• **TASK TO COMPLETE**
Once the line containing "pub fn signed_int(width: u64)" is found in the records below, return it and each following line exactly, up to and including the line containing "T, components: Vec<DatatypeComponent>)", and nothing else.

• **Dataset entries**
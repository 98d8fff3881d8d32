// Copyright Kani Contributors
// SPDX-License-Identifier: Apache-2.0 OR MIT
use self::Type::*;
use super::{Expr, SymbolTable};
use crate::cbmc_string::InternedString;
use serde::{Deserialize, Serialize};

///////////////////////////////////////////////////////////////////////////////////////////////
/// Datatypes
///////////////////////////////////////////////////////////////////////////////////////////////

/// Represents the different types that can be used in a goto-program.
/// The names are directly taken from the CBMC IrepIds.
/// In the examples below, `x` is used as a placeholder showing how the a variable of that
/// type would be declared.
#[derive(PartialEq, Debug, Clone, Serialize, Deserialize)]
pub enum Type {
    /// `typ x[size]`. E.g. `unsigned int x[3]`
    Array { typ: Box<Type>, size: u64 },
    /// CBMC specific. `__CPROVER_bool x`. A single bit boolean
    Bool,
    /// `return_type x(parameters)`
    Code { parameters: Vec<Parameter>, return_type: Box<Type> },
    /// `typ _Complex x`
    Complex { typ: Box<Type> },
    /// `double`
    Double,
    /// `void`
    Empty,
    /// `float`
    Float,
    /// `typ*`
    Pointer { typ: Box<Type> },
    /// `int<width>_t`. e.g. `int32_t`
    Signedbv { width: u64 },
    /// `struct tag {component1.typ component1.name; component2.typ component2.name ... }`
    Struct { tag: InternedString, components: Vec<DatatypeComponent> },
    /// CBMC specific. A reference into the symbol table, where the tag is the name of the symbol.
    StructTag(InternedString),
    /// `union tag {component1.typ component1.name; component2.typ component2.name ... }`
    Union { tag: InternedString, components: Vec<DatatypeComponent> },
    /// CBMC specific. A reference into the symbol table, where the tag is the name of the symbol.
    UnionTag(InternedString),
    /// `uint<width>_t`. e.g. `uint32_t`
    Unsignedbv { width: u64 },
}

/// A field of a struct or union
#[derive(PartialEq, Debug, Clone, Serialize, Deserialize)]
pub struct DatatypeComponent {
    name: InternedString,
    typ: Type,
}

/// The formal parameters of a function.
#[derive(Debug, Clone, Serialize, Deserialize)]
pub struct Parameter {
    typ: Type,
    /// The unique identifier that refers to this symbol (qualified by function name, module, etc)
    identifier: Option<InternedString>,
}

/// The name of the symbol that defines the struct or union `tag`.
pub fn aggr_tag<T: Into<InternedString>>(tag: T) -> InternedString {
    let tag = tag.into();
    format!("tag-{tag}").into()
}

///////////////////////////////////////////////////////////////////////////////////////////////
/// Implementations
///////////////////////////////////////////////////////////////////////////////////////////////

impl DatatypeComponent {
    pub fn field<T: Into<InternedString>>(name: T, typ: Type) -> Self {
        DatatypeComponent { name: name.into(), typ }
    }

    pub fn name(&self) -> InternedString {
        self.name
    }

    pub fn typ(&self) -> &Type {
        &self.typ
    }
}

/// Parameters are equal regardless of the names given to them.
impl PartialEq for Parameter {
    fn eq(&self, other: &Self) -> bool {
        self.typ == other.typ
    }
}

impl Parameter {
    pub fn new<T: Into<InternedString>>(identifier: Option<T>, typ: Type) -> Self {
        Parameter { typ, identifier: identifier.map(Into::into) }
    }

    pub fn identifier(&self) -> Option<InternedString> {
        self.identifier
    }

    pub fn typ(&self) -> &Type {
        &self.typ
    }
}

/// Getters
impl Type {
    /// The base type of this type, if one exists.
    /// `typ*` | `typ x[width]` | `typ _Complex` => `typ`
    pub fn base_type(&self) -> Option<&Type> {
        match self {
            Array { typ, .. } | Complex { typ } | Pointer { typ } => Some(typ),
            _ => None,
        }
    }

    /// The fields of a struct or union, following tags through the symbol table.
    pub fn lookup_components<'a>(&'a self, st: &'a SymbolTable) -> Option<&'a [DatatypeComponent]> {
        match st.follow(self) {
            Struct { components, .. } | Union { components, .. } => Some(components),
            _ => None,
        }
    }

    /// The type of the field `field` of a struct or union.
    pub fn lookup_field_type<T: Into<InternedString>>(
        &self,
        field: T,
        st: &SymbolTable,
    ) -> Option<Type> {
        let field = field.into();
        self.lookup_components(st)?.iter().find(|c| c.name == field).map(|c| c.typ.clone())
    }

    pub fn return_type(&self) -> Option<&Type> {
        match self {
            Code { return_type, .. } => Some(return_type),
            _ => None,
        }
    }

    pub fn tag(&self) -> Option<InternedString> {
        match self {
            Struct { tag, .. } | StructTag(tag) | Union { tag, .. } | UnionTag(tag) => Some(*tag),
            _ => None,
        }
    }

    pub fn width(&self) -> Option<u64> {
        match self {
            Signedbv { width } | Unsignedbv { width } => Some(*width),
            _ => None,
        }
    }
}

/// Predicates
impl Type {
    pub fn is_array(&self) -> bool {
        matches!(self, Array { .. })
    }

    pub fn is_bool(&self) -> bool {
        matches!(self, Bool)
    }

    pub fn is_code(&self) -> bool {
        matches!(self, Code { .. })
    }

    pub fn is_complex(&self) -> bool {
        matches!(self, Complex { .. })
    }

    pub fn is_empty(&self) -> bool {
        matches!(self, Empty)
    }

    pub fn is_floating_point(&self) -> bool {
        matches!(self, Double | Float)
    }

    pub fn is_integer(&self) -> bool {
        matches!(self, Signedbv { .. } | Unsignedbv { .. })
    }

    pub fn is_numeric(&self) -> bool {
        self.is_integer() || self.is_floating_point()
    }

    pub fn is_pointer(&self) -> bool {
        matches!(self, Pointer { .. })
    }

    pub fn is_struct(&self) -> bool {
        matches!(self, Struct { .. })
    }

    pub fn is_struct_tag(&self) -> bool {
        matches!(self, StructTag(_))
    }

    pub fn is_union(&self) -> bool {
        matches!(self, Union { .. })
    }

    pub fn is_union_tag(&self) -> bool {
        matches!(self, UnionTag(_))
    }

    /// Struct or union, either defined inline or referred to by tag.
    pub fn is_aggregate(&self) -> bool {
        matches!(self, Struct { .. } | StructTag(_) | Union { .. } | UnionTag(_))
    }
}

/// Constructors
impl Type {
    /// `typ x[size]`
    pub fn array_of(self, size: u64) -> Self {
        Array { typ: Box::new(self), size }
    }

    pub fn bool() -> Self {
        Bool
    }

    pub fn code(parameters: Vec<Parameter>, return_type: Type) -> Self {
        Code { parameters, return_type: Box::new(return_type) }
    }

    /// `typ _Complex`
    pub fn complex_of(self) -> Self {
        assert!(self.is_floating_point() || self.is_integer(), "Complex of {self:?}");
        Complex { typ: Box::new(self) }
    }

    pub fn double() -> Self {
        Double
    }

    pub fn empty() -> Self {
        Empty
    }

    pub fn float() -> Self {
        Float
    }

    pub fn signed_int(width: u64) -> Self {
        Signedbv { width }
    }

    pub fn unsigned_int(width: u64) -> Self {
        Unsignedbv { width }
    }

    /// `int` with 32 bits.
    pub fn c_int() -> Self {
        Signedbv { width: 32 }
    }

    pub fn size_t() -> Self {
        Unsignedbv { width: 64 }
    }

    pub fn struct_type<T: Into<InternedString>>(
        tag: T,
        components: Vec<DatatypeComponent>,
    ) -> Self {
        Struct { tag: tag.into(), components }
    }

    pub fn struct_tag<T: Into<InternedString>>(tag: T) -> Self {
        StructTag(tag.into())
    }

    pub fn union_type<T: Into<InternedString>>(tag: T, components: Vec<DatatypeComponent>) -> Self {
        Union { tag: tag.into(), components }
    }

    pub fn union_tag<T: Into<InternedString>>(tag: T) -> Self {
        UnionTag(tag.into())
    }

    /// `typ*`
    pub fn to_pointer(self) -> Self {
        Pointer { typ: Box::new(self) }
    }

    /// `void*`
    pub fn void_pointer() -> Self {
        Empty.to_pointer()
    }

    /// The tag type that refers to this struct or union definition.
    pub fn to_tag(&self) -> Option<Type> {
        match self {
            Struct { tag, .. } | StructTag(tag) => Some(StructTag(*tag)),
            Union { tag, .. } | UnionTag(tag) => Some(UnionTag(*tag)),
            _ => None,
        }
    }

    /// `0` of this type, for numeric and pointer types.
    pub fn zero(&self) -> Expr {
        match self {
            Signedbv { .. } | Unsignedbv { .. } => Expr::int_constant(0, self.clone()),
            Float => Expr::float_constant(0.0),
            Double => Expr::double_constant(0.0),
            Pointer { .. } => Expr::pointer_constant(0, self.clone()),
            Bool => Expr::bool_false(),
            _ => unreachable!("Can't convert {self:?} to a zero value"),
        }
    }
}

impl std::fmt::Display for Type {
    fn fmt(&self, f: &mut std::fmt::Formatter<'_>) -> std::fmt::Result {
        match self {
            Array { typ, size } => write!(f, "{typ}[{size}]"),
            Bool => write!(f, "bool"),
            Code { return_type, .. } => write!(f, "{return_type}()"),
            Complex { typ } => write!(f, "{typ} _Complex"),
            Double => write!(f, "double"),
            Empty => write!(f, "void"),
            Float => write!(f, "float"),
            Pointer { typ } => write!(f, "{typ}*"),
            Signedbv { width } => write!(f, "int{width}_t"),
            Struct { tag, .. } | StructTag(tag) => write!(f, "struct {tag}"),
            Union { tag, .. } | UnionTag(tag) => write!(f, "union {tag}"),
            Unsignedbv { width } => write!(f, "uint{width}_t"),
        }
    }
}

• **THE COMPLETED TASK**
    pub fn signed_int(width: u64) -> Self {
        Signedbv { width }
    }

    pub fn unsigned_int(width: u64) -> Self {
        Unsignedbv { width }
    }

    /// `int` with 32 bits.
    pub fn c_int() -> Self {
        Signedbv { width: 32 }
    }

    pub fn size_t() -> Self {
        Unsignedbv { width: 64 }
    }

    pub fn struct_type<T: Into<InternedString>>(
        tag: T,
        components: Vec<DatatypeComponent>,
    ) -> Self {
        Struct { tag: tag.into(), components }
    }

    pub fn struct_tag<T: Into<InternedString>>(tag: T) -> Self {
        StructTag(tag.into())
    }

    pub fn union_type<T: Into<InternedString>>(tag: T, components: Vec<DatatypeComponent>) -> Self {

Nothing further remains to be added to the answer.